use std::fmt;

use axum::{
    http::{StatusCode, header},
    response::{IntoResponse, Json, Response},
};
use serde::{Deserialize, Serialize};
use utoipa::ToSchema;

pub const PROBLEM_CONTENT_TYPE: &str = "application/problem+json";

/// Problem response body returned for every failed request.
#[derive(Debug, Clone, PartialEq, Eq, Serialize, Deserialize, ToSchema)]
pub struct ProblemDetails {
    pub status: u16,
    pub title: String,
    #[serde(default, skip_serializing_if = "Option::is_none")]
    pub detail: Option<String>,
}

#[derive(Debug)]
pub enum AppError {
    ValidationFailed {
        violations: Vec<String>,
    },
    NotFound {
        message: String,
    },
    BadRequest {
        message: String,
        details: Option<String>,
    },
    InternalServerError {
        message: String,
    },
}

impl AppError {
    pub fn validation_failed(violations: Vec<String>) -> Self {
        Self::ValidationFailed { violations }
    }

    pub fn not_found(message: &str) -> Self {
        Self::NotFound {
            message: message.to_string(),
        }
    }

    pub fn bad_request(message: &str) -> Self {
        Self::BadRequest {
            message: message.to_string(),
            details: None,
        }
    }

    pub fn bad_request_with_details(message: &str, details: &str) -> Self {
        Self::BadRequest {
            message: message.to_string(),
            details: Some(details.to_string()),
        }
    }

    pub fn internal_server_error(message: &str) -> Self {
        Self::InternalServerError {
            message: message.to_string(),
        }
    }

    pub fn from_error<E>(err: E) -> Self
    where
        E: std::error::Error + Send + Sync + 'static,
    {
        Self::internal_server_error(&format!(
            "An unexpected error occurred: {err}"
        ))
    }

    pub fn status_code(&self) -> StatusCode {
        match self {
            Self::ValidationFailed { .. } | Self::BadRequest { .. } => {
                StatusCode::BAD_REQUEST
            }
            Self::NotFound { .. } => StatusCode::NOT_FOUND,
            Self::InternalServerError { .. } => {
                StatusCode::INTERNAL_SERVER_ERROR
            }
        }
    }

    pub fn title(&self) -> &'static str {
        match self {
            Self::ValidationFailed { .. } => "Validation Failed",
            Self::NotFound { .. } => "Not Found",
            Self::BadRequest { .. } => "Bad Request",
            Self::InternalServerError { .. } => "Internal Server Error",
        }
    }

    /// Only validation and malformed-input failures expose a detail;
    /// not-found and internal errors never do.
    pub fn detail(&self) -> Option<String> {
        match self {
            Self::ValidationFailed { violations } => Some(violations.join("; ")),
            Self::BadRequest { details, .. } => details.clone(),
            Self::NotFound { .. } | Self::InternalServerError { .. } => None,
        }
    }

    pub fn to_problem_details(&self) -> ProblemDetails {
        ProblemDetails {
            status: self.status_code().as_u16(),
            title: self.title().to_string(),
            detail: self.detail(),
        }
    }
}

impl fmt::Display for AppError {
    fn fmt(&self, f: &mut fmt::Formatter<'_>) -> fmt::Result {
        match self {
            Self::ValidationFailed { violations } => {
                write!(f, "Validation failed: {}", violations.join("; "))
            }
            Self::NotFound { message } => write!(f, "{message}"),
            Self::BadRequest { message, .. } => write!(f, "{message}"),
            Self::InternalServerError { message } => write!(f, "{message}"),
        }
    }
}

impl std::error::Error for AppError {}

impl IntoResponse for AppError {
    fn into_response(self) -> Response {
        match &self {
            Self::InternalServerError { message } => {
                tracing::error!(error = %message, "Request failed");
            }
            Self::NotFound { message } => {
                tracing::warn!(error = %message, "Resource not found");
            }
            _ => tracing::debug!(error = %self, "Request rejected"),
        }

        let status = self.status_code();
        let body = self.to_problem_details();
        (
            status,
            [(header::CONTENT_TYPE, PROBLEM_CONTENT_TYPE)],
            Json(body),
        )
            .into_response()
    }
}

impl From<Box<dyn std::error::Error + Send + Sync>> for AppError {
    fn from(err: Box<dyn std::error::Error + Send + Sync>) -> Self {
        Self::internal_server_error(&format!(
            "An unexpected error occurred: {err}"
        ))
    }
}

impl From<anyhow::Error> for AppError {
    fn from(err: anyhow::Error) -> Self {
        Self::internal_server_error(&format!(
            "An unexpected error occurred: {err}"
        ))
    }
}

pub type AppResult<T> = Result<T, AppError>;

**EXERCISE:**
Could you give every entry again, exactly as written?

**TASK RESPONSE:**
use std::fmt;

use axum::{
    http::{StatusCode, header},
    response::{IntoResponse, Json, Response},
};
use serde::{Deserialize, Serialize};
use utoipa::ToSchema;

pub const PROBLEM_CONTENT_TYPE: &str = "application/problem+json";

/// Problem response body returned for every failed request.
#[derive(Debug, Clone, PartialEq, Eq, Serialize, Deserialize, ToSchema)]
pub struct ProblemDetails {
    pub status: u16,
    pub title: String,
    #[serde(default, skip_serializing_if = "Option::is_none")]
    pub detail: Option<String>,
}

#[derive(Debug)]
pub enum AppError {
    ValidationFailed {
        violations: Vec<String>,
    },
    NotFound {
        message: String,
    },
    BadRequest {
        message: String,
        details: Option<String>,
    },
    InternalServerError {
        message: String,
    },
}

impl AppError {
    pub fn validation_failed(violations: Vec<String>) -> Self {
        Self::ValidationFailed { violations }
    }

    pub fn not_found(message: &str) -> Self {
        Self::NotFound {
            message: message.to_string(),
        }
    }

    pub fn bad_request(message: &str) -> Self {
        Self::BadRequest {
            message: message.to_string(),
            details: None,
        }
    }

    pub fn bad_request_with_details(message: &str, details: &str) -> Self {
        Self::BadRequest {
            message: message.to_string(),
            details: Some(details.to_string()),
        }
    }

    pub fn internal_server_error(message: &str) -> Self {
        Self::InternalServerError {
            message: message.to_string(),
        }
    }

    pub fn from_error<E>(err: E) -> Self
    where
        E: std::error::Error + Send + Sync + 'static,
    {
        Self::internal_server_error(&format!(
            "An unexpected error occurred: {err}"
        ))
    }

    pub fn status_code(&self) -> StatusCode {
        match self {
            Self::ValidationFailed { .. } | Self::BadRequest { .. } => {
                StatusCode::BAD_REQUEST
            }
            Self::NotFound { .. } => StatusCode::NOT_FOUND,
            Self::InternalServerError { .. } => {
                StatusCode::INTERNAL_SERVER_ERROR
            }
        }
    }

    pub fn title(&self) -> &'static str {
        match self {
            Self::ValidationFailed { .. } => "Validation Failed",
            Self::NotFound { .. } => "Not Found",
            Self::BadRequest { .. } => "Bad Request",
            Self::InternalServerError { .. } => "Internal Server Error",
        }
    }

    /// Only validation and malformed-input failures expose a detail;
    /// not-found and internal errors never do.
    pub fn detail(&self) -> Option<String> {
        match self {
            Self::ValidationFailed { violations } => Some(violations.join("; ")),
            Self::BadRequest { details, .. } => details.clone(),
            Self::NotFound { .. } | Self::InternalServerError { .. } => None,
        }
    }

    pub fn to_problem_details(&self) -> ProblemDetails {
        ProblemDetails {
            status: self.status_code().as_u16(),
            title: self.title().to_string(),
            detail: self.detail(),
        }
    }
}

impl fmt::Display for AppError {
    fn fmt(&self, f: &mut fmt::Formatter<'_>) -> fmt::Result {
        match self {
            Self::ValidationFailed { violations } => {
                write!(f, "Validation failed: {}", violations.join("; "))
            }
            Self::NotFound { message } => write!(f, "{message}"),
            Self::BadRequest { message, .. } => write!(f, "{message}"),
            Self::InternalServerError { message } => write!(f, "{message}"),
        }
    }
}

impl std::error::Error for AppError {}

impl IntoResponse for AppError {
    fn into_response(self) -> Response {
        match &self {
            Self::InternalServerError { message } => {
                tracing::error!(error = %message, "Request failed");
            }
            Self::NotFound { message } => {
                tracing::warn!(error = %message, "Resource not found");
            }
            _ => tracing::debug!(error = %self, "Request rejected"),
        }

        let status = self.status_code();
        let body = self.to_problem_details();
        (
            status,
            [(header::CONTENT_TYPE, PROBLEM_CONTENT_TYPE)],
            Json(body),
        )
            .into_response()
    }
}

impl From<Box<dyn std::error::Error + Send + Sync>> for AppError {
    fn from(err: Box<dyn std::error::Error + Send + Sync>) -> Self {
        Self::internal_server_error(&format!(
            "An unexpected error occurred: {err}"
        ))
    }
}

impl From<anyhow::Error> for AppError {
    fn from(err: anyhow::Error) -> Self {
        Self::internal_server_error(&format!(
            "An unexpected error occurred: {err}"
        ))
    }
}

pub type AppResult<T> = Result<T, AppError>;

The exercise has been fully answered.